It is always referred as the "classical argument" that one only needs to specify the 1 and 2-handles in the Kirby diagram of a 4-manifold $X$ since by Laudenbach-Poénaru there is a unique way to attach 3 and 4-handles to get a closed 4-manifold, as mentioned here as well. The theorem by Laudenbach-Poénaru says
Every diffeomorphism of $\sharp^k (S^1\times S^2)$ extends to $\natural^k (S^1\times D^3)$.

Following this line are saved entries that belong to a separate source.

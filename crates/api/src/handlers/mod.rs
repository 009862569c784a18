//! Request handlers, one module per resource.

pub mod attendee;
pub mod competition;
pub mod redeemable;
pub mod transaction;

I have two questions about this:
- Fix a closed 4-manifold $X$ and let $X_2$ denote the union of 1 and 2-handles in its handle decomposition. By considering a lower dimensional analogue of it, I think I was able to understand how attaching a 3-handle "cancels" an $S^1\times S^2$. But conversely, why is it the case that if $X$ is closed then $\partial X_2$ must be $\sharp^k (S^1\times S^2)$?

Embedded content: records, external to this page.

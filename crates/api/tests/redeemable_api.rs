//! HTTP-level integration tests for the redeemable catalog endpoints.

mod common;

use axum::http::StatusCode;
use common::{body_json, delete, get, post_json, put_json};
use sqlx::PgPool;

async fn seed_competition(pool: &PgPool, code: &str) {
    let app = common::build_test_app(pool.clone());
    let resp = post_json(
        app,
        "/api/v1/competition",
        serde_json::json!({"code": code, "name": format!("Competition {code}")}),
    )
    .await;
    assert_eq!(resp.status(), StatusCode::CREATED);
}

async fn create_redeemable(pool: &PgPool, code: &str, name: &str, quantity: i32) -> StatusCode {
    let app = common::build_test_app(pool.clone());
    let resp = post_json(
        app,
        "/api/v1/redeemable",
        serde_json::json!({"competition_code": code, "name": name, "quantity": quantity}),
    )
    .await;
    resp.status()
}

// ---------------------------------------------------------------------------
// Create
// ---------------------------------------------------------------------------

#[sqlx::test(migrations = "../db/migrations")]
async fn create_redeemable_returns_201(pool: PgPool) {
    seed_competition(&pool, "x").await;

    let app = common::build_test_app(pool);
    let resp = post_json(
        app,
        "/api/v1/redeemable",
        serde_json::json!({
            "competition_code": "x",
            "name": "tshirt",
            "quantity": 5,
            "description": "Event shirt"
        }),
    )
    .await;

    assert_eq!(resp.status(), StatusCode::CREATED);
    let json = body_json(resp).await;
    assert_eq!(json["data"]["name"], "tshirt");
    assert_eq!(json["data"]["quantity"], 5);
    assert!(json["data"]["id"].is_number());
}

#[sqlx::test(migrations = "../db/migrations")]
async fn duplicate_create_returns_409_and_keeps_first(pool: PgPool) {
    seed_competition(&pool, "x").await;
    assert_eq!(create_redeemable(&pool, "x", "tshirt", 5).await, StatusCode::CREATED);
    assert_eq!(create_redeemable(&pool, "x", "tshirt", 99).await, StatusCode::CONFLICT);

    let app = common::build_test_app(pool);
    let resp = get(app, "/api/v1/redeemable/x/tshirt").await;
    let json = body_json(resp).await;
    assert_eq!(json["data"]["quantity"], 5);
}

#[sqlx::test(migrations = "../db/migrations")]
async fn create_with_unknown_competition_returns_404(pool: PgPool) {
    assert_eq!(
        create_redeemable(&pool, "nope", "tshirt", 5).await,
        StatusCode::NOT_FOUND
    );
}

#[sqlx::test(migrations = "../db/migrations")]
async fn create_with_empty_name_returns_400(pool: PgPool) {
    seed_competition(&pool, "x").await;
    assert_eq!(create_redeemable(&pool, "x", "", 5).await, StatusCode::BAD_REQUEST);
}

#[sqlx::test(migrations = "../db/migrations")]
async fn create_with_negative_quantity_returns_400(pool: PgPool) {
    seed_competition(&pool, "x").await;
    assert_eq!(create_redeemable(&pool, "x", "tshirt", -1).await, StatusCode::BAD_REQUEST);
}

#[sqlx::test(migrations = "../db/migrations")]
async fn create_with_oversized_description_returns_400(pool: PgPool) {
    seed_competition(&pool, "x").await;
    let app = common::build_test_app(pool);
    let resp = post_json(
        app,
        "/api/v1/redeemable",
        serde_json::json!({
            "competition_code": "x",
            "name": "tshirt",
            "quantity": 5,
            "description": "x".repeat(501)
        }),
    )
    .await;
    assert_eq!(resp.status(), StatusCode::BAD_REQUEST);
    let json = body_json(resp).await;
    assert_eq!(json["code"], "VALIDATION_ERROR");
}

// ---------------------------------------------------------------------------
// Get / update / delete
// ---------------------------------------------------------------------------

#[sqlx::test(migrations = "../db/migrations")]
async fn get_missing_redeemable_returns_404(pool: PgPool) {
    seed_competition(&pool, "x").await;
    let app = common::build_test_app(pool);
    let resp = get(app, "/api/v1/redeemable/x/ghost").await;
    assert_eq!(resp.status(), StatusCode::NOT_FOUND);
}

#[sqlx::test(migrations = "../db/migrations")]
async fn update_returns_204_and_patches(pool: PgPool) {
    seed_competition(&pool, "x").await;
    create_redeemable(&pool, "x", "tshirt", 5).await;

    let app = common::build_test_app(pool.clone());
    let resp = put_json(
        app,
        "/api/v1/redeemable/x/tshirt",
        serde_json::json!({"quantity": 9}),
    )
    .await;
    assert_eq!(resp.status(), StatusCode::NO_CONTENT);

    let app = common::build_test_app(pool);
    let json = body_json(get(app, "/api/v1/redeemable/x/tshirt").await).await;
    assert_eq!(json["data"]["quantity"], 9);
}

#[sqlx::test(migrations = "../db/migrations")]
async fn update_missing_returns_404(pool: PgPool) {
    seed_competition(&pool, "x").await;
    let app = common::build_test_app(pool);
    let resp = put_json(
        app,
        "/api/v1/redeemable/x/ghost",
        serde_json::json!({"quantity": 9}),
    )
    .await;
    assert_eq!(resp.status(), StatusCode::NOT_FOUND);
}

#[sqlx::test(migrations = "../db/migrations")]
async fn update_with_negative_quantity_returns_400(pool: PgPool) {
    seed_competition(&pool, "x").await;
    create_redeemable(&pool, "x", "tshirt", 5).await;

    let app = common::build_test_app(pool);
    let resp = put_json(
        app,
        "/api/v1/redeemable/x/tshirt",
        serde_json::json!({"quantity": -2}),
    )
    .await;
    assert_eq!(resp.status(), StatusCode::BAD_REQUEST);
}

#[sqlx::test(migrations = "../db/migrations")]
async fn delete_returns_204_then_404(pool: PgPool) {
    seed_competition(&pool, "x").await;
    create_redeemable(&pool, "x", "tshirt", 5).await;

    let app = common::build_test_app(pool.clone());
    assert_eq!(
        delete(app, "/api/v1/redeemable/x/tshirt").await.status(),
        StatusCode::NO_CONTENT
    );

    let app = common::build_test_app(pool);
    assert_eq!(
        delete(app, "/api/v1/redeemable/x/tshirt").await.status(),
        StatusCode::NOT_FOUND
    );
}

#[sqlx::test(migrations = "../db/migrations")]
async fn delete_with_ledger_history_returns_409(pool: PgPool) {
    common::seed_ledger_fixtures(&pool, 5).await;

    let app = common::build_test_app(pool.clone());
    let resp = post_json(
        app,
        "/api/v1/redeemable/redeem",
        serde_json::json!({
            "competition_code": "x",
            "user_id": "u1",
            "redeemable_name": "tshirt",
            "quantity": -1
        }),
    )
    .await;
    assert_eq!(resp.status(), StatusCode::CREATED);

    let app = common::build_test_app(pool.clone());
    let resp = delete(app, "/api/v1/redeemable/x/tshirt").await;
    assert_eq!(resp.status(), StatusCode::CONFLICT);

    // Still present.
    let app = common::build_test_app(pool);
    assert_eq!(
        get(app, "/api/v1/redeemable/x/tshirt").await.status(),
        StatusCode::OK
    );
}

// ---------------------------------------------------------------------------
// Listing
// ---------------------------------------------------------------------------

#[sqlx::test(migrations = "../db/migrations")]
async fn list_defaults_to_descending_name_order(pool: PgPool) {
    seed_competition(&pool, "x").await;
    for name in ["apple", "banana", "cherry"] {
        create_redeemable(&pool, "x", name, 1).await;
    }

    let app = common::build_test_app(pool);
    let json = body_json(get(app, "/api/v1/redeemable").await).await;
    let names: Vec<_> = json["data"]
        .as_array()
        .unwrap()
        .iter()
        .map(|r| r["name"].as_str().unwrap().to_string())
        .collect();
    assert_eq!(names, ["cherry", "banana", "apple"]);
}

#[sqlx::test(migrations = "../db/migrations")]
async fn list_with_invalid_sort_returns_400(pool: PgPool) {
    let app = common::build_test_app(pool);
    let resp = get(app, "/api/v1/redeemable?sort=sideways").await;
    assert_eq!(resp.status(), StatusCode::BAD_REQUEST);
}

#[sqlx::test(migrations = "../db/migrations")]
async fn list_cursor_advances_past_last_seen_row(pool: PgPool) {
    seed_competition(&pool, "x").await;
    for name in ["a", "b", "c", "d"] {
        create_redeemable(&pool, "x", name, 1).await;
    }

    let app = common::build_test_app(pool.clone());
    let json = body_json(get(app, "/api/v1/redeemable?sort=asc&limit=2").await).await;
    let first_page: Vec<_> = json["data"]
        .as_array()
        .unwrap()
        .iter()
        .map(|r| r["name"].as_str().unwrap().to_string())
        .collect();
    assert_eq!(first_page, ["a", "b"]);

    let app = common::build_test_app(pool);
    let json = body_json(
        get(
            app,
            "/api/v1/redeemable?sort=asc&limit=2&cursor_code=x&cursor_name=b",
        )
        .await,
    )
    .await;
    let second_page: Vec<_> = json["data"]
        .as_array()
        .unwrap()
        .iter()
        .map(|r| r["name"].as_str().unwrap().to_string())
        .collect();
    assert_eq!(second_page, ["c", "d"]);
}

#[sqlx::test(migrations = "../db/migrations")]
async fn partial_cursor_behaves_as_no_cursor(pool: PgPool) {
    seed_competition(&pool, "x").await;
    for name in ["a", "b"] {
        create_redeemable(&pool, "x", name, 1).await;
    }

    let app = common::build_test_app(pool);
    let json = body_json(get(app, "/api/v1/redeemable?sort=asc&cursor_name=a").await).await;
    assert_eq!(json["data"].as_array().unwrap().len(), 2);
}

- How exactly are we using Laudenbach-Poénaru to justify that specifying 1 and 2-handles in the Kirby diagram is enough?
I think I see why (1) is true. Since $-f$ is a Morse function such that a $k$-handle of $f$ corresponds to a $(4-k)$-handle of $-f$, the union of 3 and 4-handles should be $\natural^k(S^1\times D^3)$. Now, assuming that $X$ is closed, $$\partial X_2 = \partial\big(\natural^k(S^1\times D^3)\big) = \sharp^k(S^1\times S^2)$$ Armed with this fact, we can now answer (2). Once we specify the 1 and 2-handles in the Kirby diagram, we actually also specify a smooth structure on $X_2$ because there is a predetermined way to smooth out the regions where handles are attached. Hence, restricting this smooth structure to the boundary, we have a canonical smooth structure on $\partial X_2$. Now, no matter how we attach the 3 and 4-handles, the corresponding diffeomorphism on $\partial X_2$ will extend to $X$ by Laudenbach-Poénaru.
Does this seem correct? I'd appreciate if someone can check my reasoning!